• **EXERCISE DIRECTIONS**:
Please repeat exactly the lines below from the one containing "let user = repo::find_by_id(&mut" down to the one containing "already set up.", both included, and nothing else.

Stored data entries
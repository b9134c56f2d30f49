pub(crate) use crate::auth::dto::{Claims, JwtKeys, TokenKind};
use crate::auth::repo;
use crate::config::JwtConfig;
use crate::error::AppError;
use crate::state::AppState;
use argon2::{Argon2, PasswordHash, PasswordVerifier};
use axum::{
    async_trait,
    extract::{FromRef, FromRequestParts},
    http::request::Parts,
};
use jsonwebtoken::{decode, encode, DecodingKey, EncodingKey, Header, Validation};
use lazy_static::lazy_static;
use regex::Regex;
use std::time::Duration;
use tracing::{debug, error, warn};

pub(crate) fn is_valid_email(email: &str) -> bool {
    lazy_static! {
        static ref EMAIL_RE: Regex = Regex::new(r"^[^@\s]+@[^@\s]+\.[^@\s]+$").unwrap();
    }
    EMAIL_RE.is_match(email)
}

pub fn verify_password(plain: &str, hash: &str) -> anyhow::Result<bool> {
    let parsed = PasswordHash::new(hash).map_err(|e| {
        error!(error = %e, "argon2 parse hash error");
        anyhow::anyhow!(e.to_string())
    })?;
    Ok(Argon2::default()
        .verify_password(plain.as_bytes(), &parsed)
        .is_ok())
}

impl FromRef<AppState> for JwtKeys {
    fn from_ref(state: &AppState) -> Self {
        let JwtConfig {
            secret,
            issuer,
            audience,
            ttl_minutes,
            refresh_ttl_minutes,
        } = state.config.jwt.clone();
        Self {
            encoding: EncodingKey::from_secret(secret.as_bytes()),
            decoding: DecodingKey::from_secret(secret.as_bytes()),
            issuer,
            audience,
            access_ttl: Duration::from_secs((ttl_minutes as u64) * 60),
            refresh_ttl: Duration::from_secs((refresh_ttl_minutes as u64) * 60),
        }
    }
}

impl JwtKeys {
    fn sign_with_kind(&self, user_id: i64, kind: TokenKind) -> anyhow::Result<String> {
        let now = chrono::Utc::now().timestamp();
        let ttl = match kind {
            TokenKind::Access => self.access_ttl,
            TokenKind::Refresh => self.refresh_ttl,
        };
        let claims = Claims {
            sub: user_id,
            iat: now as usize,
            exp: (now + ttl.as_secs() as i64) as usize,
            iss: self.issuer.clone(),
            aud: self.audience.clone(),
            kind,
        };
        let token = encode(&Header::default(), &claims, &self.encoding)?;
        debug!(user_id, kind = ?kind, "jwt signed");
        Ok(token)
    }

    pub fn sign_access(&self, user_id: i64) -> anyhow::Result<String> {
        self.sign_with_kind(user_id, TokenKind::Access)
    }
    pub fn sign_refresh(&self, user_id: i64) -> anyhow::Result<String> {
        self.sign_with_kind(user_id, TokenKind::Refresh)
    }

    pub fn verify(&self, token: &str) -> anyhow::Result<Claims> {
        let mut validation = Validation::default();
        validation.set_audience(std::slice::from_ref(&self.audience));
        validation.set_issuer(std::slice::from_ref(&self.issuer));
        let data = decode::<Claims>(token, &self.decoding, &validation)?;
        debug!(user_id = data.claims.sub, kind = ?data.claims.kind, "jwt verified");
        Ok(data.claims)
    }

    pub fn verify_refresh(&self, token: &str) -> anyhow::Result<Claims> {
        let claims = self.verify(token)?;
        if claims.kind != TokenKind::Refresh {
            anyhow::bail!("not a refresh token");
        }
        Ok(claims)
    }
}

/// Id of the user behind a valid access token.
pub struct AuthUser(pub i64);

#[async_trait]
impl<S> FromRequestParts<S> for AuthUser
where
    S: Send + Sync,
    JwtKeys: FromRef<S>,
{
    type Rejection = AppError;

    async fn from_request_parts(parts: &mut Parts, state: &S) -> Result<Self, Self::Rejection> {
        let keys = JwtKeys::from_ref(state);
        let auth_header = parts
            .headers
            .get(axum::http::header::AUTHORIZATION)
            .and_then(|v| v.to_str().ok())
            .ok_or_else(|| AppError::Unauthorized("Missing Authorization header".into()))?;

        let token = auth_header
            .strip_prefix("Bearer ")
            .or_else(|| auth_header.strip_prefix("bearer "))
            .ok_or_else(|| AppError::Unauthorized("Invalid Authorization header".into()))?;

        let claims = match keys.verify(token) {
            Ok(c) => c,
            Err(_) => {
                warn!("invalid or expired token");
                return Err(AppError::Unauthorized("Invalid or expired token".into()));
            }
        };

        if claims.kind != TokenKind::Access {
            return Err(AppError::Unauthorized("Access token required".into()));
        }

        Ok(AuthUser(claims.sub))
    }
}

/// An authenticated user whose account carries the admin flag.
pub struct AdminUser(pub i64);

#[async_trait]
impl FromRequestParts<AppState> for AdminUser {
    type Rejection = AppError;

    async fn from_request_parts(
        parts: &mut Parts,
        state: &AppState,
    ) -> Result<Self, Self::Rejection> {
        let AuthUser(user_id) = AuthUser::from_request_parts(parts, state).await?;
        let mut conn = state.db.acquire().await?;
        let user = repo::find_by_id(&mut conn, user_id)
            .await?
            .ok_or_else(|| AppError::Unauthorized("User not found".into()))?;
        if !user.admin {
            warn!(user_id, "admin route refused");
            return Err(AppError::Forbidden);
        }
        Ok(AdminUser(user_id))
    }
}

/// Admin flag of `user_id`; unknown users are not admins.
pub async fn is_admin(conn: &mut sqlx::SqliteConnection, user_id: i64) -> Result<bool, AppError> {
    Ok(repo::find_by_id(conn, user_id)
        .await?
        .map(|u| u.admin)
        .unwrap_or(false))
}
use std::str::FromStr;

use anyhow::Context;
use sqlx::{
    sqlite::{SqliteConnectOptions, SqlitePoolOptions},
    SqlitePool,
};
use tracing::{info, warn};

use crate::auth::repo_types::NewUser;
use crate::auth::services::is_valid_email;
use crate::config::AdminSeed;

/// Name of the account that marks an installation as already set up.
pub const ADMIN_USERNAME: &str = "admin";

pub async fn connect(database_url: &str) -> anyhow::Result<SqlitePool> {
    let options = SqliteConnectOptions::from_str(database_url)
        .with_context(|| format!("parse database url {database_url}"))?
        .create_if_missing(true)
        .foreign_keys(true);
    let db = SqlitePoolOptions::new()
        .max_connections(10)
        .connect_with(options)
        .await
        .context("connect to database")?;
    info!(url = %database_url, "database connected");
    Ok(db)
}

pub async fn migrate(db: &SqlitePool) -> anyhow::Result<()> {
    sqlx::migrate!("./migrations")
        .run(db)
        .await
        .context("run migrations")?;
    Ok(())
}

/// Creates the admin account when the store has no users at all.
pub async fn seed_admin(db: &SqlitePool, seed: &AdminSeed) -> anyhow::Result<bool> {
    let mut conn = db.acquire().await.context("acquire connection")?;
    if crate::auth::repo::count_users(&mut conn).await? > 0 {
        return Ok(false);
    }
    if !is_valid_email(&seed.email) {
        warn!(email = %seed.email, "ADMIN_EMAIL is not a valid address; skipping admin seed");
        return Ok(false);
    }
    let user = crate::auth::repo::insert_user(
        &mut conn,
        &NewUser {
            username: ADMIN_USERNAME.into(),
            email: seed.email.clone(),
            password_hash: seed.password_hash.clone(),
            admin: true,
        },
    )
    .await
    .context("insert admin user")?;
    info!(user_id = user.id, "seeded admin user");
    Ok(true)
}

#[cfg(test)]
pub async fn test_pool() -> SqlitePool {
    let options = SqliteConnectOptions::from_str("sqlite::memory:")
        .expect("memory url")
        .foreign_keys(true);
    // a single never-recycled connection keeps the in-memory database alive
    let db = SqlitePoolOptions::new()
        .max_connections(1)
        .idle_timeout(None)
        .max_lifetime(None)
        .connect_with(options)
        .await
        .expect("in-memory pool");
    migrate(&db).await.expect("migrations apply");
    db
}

• **REPLY**:
        let user = repo::find_by_id(&mut conn, user_id)
            .await?
            .ok_or_else(|| AppError::Unauthorized("User not found".into()))?;
        if !user.admin {
            warn!(user_id, "admin route refused");
            return Err(AppError::Forbidden);
        }
        Ok(AdminUser(user_id))
    }
}

/// Admin flag of `user_id`; unknown users are not admins.
pub async fn is_admin(conn: &mut sqlx::SqliteConnection, user_id: i64) -> Result<bool, AppError> {
    Ok(repo::find_by_id(conn, user_id)
        .await?
        .map(|u| u.admin)
        .unwrap_or(false))
}
use std::str::FromStr;

use anyhow::Context;
use sqlx::{
    sqlite::{SqliteConnectOptions, SqlitePoolOptions},
    SqlitePool,
};
use tracing::{info, warn};

use crate::auth::repo_types::NewUser;
use crate::auth::services::is_valid_email;
use crate::config::AdminSeed;

/// Name of the account that marks an installation as already set up.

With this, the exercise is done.